Download or read book Earth Keeper written by N. Scott Momaday and published by HarperCollins. This book was released on 2020-11-03 with total page 80 pages. Available in PDF, EPUB and Kindle. Book excerpt: "Dazzling. . . . In glittering prose, Momaday recalls stories passed down through generations, illuminating the earth as a sacrosanct place of wonder and abundance. At once a celebration and a warning, Earth Keeper is an impassioned defense of all that our endangered planet stands to lose." — Esquire A magnificent testament to the earth, from Pulitzer Prize-winning novelist and poet N. Scott Momaday. One of the most distinguished voices in American letters, N. Scott Momaday has devoted much of his life to celebrating and preserving Native American culture, especially its oral tradition. A member of the Kiowa tribe, Momaday was born in Lawton, Oklahoma and grew up on Navajo, Apache, and Peublo reservations throughout the Southwest. It is a part of the earth he knows well and loves deeply. In Earth Keeper, he reflects on his native ground and its influence on his people. “When I think about my life and the lives of my ancestors," he writes, "I am inevitably led to the conviction that I, and they, belong to the American land. This is a declaration of belonging. And it is an offering to the earth.” In this wise and wonderous work, Momaday shares stories and memories throughout his life, stories that have been passed down through generations, stories that reveal a profound spiritual connection to the American landscape and reverence for the natural world. He offers an homage and a warning. He shows us that the earth is a sacred place of wonder and beauty, a source of strength and healing that must be honored and protected before it’s too late. As he so eloquently and simply reminds us, we must all be keepers of the earth.

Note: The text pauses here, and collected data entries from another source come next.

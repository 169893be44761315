use std::f64::consts::PI;

use super::error::EngineError;

/// Controls how sharply the repulsion ramp rises around the run's midpoint.
/// A width of `num_steps / RAMP_STEEPNESS` keeps the scale below 0.1 at the
/// first step and above 0.9 at the last for the default step counts.
const RAMP_STEEPNESS: f64 = 8.0;

/// One temperature step of an annealing run.
#[derive(Debug, Clone, Copy, PartialEq)]
pub struct Stage {
    pub temperature: f64,
    pub repulsion_scale: f64,
}

/// The fully determined sequence of `(temperature, repulsion_scale)` stages
/// for one annealing run.
///
/// Temperatures follow an exponential decay from `temp_start` toward
/// `temp_end`; the repulsion scale follows a rescaled-arctangent sigmoid from
/// near 0 to near 1, centered at the run's midpoint. Both sequences are
/// derived deterministically from `(temp_start, temp_end, num_steps)` alone.
#[derive(Debug, Clone, PartialEq)]
pub struct Schedule {
    stages: Vec<Stage>,
}

impl Schedule {
    pub fn build(temp_start: f64, temp_end: f64, num_steps: usize) -> Result<Self, EngineError> {
        if !(temp_start.is_finite() && temp_end.is_finite()) || temp_end <= 0.0 {
            return Err(EngineError::InvalidSchedule {
                reason: format!(
                    "temperatures must be finite and positive (got start = {temp_start}, end = {temp_end})"
                ),
            });
        }
        if temp_start <= temp_end {
            return Err(EngineError::InvalidSchedule {
                reason: format!(
                    "temp_start ({temp_start}) must be strictly greater than temp_end ({temp_end})"
                ),
            });
        }
        if num_steps == 0 {
            return Err(EngineError::InvalidSchedule {
                reason: "num_temp_steps must be at least 1".to_string(),
            });
        }

        let stages = (0..num_steps)
            .map(|step| Stage {
                temperature: temperature_at(step, num_steps, temp_start, temp_end),
                repulsion_scale: repulsion_at(step, num_steps),
            })
            .collect();
        Ok(Self { stages })
    }

    pub fn stages(&self) -> &[Stage] {
        &self.stages
    }

    pub fn len(&self) -> usize {
        self.stages.len()
    }

    pub fn is_empty(&self) -> bool {
        self.stages.is_empty()
    }
}

/// `temp(k) = temp_start * exp(-(k / n) * ln(temp_start / temp_end))`, so the
/// sequence starts exactly at `temp_start` and decays toward `temp_end`.
#[inline]
fn temperature_at(step: usize, num_steps: usize, temp_start: f64, temp_end: f64) -> f64 {
    let fraction = step as f64 / num_steps as f64;
    temp_start * (-fraction * (temp_start / temp_end).ln()).exp()
}

/// Sigmoid ramp over the step index: a rescaled arctangent centered at the
/// midpoint, mapping into (0, 1).
#[inline]
fn repulsion_at(step: usize, num_steps: usize) -> f64 {
    let n = num_steps as f64;
    let width = n / RAMP_STEEPNESS;
    0.5 + ((step as f64 - n / 2.0) / width).atan() / PI
}
use nalgebra::Point3;
use thiserror::Error;

#[derive(Debug, Error, Clone, PartialEq)]
pub enum RestraintError {
    #[error("Restraint pairs a particle with itself: index {index}")]
    SelfPair { index: usize },

    #[error("Particle index {index} is out of range for a system of {particle_count} particles")]
    ParticleOutOfRange {
        index: usize,
        particle_count: usize,
    },

    #[error("Invalid distance bounds: lower = {lower}, upper = {upper}")]
    InvalidBounds { lower: f64, upper: f64 },

    #[error(
        "Ambiguity group [{start}, {start_plus_len}) is out of range or overlaps another group ({restraint_count} restraints total)",
        start_plus_len = start + len
    )]
    InvalidGroup {
        start: usize,
        len: usize,
        restraint_count: usize,
    },
}

/// An allowed distance range between two particles, derived from an observed
/// contact. The restraint is satisfied whenever the pair distance lies in
/// `[lower, upper]`; it exerts no force inside that band.
#[derive(Debug, Clone, Copy, PartialEq)]
pub struct Restraint {
    pub i: usize,
    pub j: usize,
    pub lower: f64,
    pub upper: f64,
}

impl Restraint {
    pub fn new(i: usize, j: usize, lower: f64, upper: f64) -> Result<Self, RestraintError> {
        if i == j {
            return Err(RestraintError::SelfPair { index: i });
        }
        if !(lower.is_finite() && upper.is_finite()) || lower < 0.0 || lower > upper {
            return Err(RestraintError::InvalidBounds { lower, upper });
        }
        Ok(Self { i, j, lower, upper })
    }

    /// How far outside the allowed band the pair currently sits; zero when
    /// the restraint is satisfied.
    pub fn violation(&self, positions: &[Point3<f64>]) -> f64 {
        let dist = (positions[self.i] - positions[self.j]).norm();
        if dist < self.lower {
            self.lower - dist
        } else if dist > self.upper {
            dist - self.upper
        } else {
            0.0
        }
    }
}

/// A contiguous run of restraints of which only one member need be satisfied,
/// modeling multi-mapping contact evidence.
#[derive(Debug, Clone, Copy, PartialEq, Eq)]
pub struct AmbiguityGroup {
    pub start: usize,
    pub len: usize,
}

/// Selects the member of an ambiguity group with the smallest current
/// violation. This is the single enforcement policy for ambiguous evidence:
/// the selected member receives the restraint force, the rest receive none.
pub fn least_violated(members: &[Restraint], positions: &[Point3<f64>]) -> usize {
    debug_assert!(!members.is_empty());
    let mut best = 0;
    let mut best_violation = members[0].violation(positions);
    for (idx, restraint) in members.iter().enumerate().skip(1) {
        let violation = restraint.violation(positions);
        if violation < best_violation {
            best_violation = violation;
            best = idx;
        }
    }
    best
}

/// An immutable, validated description of every restraint imposed on one
/// resolution level of a particle system.
///
/// Restraints not covered by an explicit [`AmbiguityGroup`] form implicit
/// singleton groups; enforcement iterates over *units*, each of which is a
/// slice of the restraint list with exactly one actively enforced member.
#[derive(Debug, Clone, PartialEq)]
pub struct RestraintSet {
    particle_count: usize,
    restraints: Vec<Restraint>,
    groups: Vec<AmbiguityGroup>,
    units: Vec<AmbiguityGroup>,
}

impl RestraintSet {
    /// Validates and assembles a restraint set.
    ///
    /// `groups` must be sorted by start index, non-overlapping, non-empty,
    /// and in range; every restraint must reference particles below
    /// `particle_count`. Validation failures are rejected here, before any
    /// dynamics ever runs.
    pub fn new(
        particle_count: usize,
        restraints: Vec<Restraint>,
        groups: Vec<AmbiguityGroup>,
    ) -> Result<Self, RestraintError> {
        for restraint in &restraints {
            for index in [restraint.i, restraint.j] {
                if index >= particle_count {
                    return Err(RestraintError::ParticleOutOfRange {
                        index,
                        particle_count,
                    });
                }
            }
        }

        let mut covered_until = 0usize;
        for group in &groups {
            let invalid = group.len == 0
                || group.start < covered_until
                || group.start + group.len > restraints.len();
            if invalid {
                return Err(RestraintError::InvalidGroup {
                    start: group.start,
                    len: group.len,
                    restraint_count: restraints.len(),
                });
            }
            covered_until = group.start + group.len;
        }

        let units = Self::build_units(restraints.len(), &groups);
        Ok(Self {
            particle_count,
            restraints,
            groups,
            units,
        })
    }

    /// Convenience constructor for a set without ambiguity groups.
    pub fn unambiguous(
        particle_count: usize,
        restraints: Vec<Restraint>,
    ) -> Result<Self, RestraintError> {
        Self::new(particle_count, restraints, Vec::new())
    }

    fn build_units(restraint_count: usize, groups: &[AmbiguityGroup]) -> Vec<AmbiguityGroup> {
        let mut units = Vec::new();
        let mut next = 0usize;
        for group in groups {
            while next < group.start {
                units.push(AmbiguityGroup {
                    start: next,
                    len: 1,
                });
                next += 1;
            }
            units.push(*group);
            next = group.start + group.len;
        }
        while next < restraint_count {
            units.push(AmbiguityGroup {
                start: next,
                len: 1,
            });
            next += 1;
        }
        units
    }

    pub fn particle_count(&self) -> usize {
        self.particle_count
    }

    pub fn restraints(&self) -> &[Restraint] {
        &self.restraints
    }

    pub fn groups(&self) -> &[AmbiguityGroup] {
        &self.groups
    }

    pub fn len(&self) -> usize {
        self.restraints.len()
    }

    pub fn is_empty(&self) -> bool {
        self.restraints.is_empty()
    }

    /// Iterates over enforcement units: each explicit ambiguity group, plus a
    /// singleton unit for every ungrouped restraint, in list order.
    pub fn units(&self) -> impl Iterator<Item = &[Restraint]> {
        self.units
            .iter()
            .map(|unit| &self.restraints[unit.start..unit.start + unit.len])
    }

    /// Counts units whose violation exceeds `tolerance`. An ambiguity group
    /// is violated only when every member is (one satisfied contact is
    /// enough evidence).
    pub fn violated_units(&self, positions: &[Point3<f64>], tolerance: f64) -> usize {
        self.units()
            .filter(|members| {
                members
                    .iter()
                    .all(|restraint| restraint.violation(positions) > tolerance)
            })
            .count()
    }
}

Download or read book This Unquiet Land written by Barkha Dutt and published by Bright Sparks. This book was released on 2016 with total page 0 pages. Available in PDF, EPUB and Kindle. Book excerpt: India's fault lines run wide and deep. Some of them go back centuries, others are of comparatively recent origin. The myriad villains these fault lines have spawned include rapists, murderers, terrorists, prophets of religious hatred, corrupt politicians, upholders of abhorrent caste traditions, opponents of free speech and dissent, apologists for regressive cultural practices, and external adversaries who try to destabilize our borders. All of them are responsible for impeding the country's progress, destroying the lives of numberless innocents, usually the poorest and most vulnerable of our people, and besmirching the democratic, plural, free and secular nature of our society. Set against these enemies of our nation's promise are the heroic ones-the poor, illiterate woman who was gang-raped but helped change the nation's attitude towards women through her determined fight for justice; the young soldier whose courage and sacrifice in the high Himalayas was an inspiration to his comrades fighting the Kargil War; the wife whose husband was beheaded by Maoist terrorists, yet sought not revenge but succour for the poor and underprivileged; and the son of the village blacksmith who was lynched by a mob of religious fundamentalists appealing for an end to discord and sectarian violence. These stories, and dozens of others like them, map our country's fault lines. In this book, Barkha Dutt recounts the ones that have left an indelible mark on her. Taken together, they provide a vivid, devastating and unforgettable portrait of our unquiet land.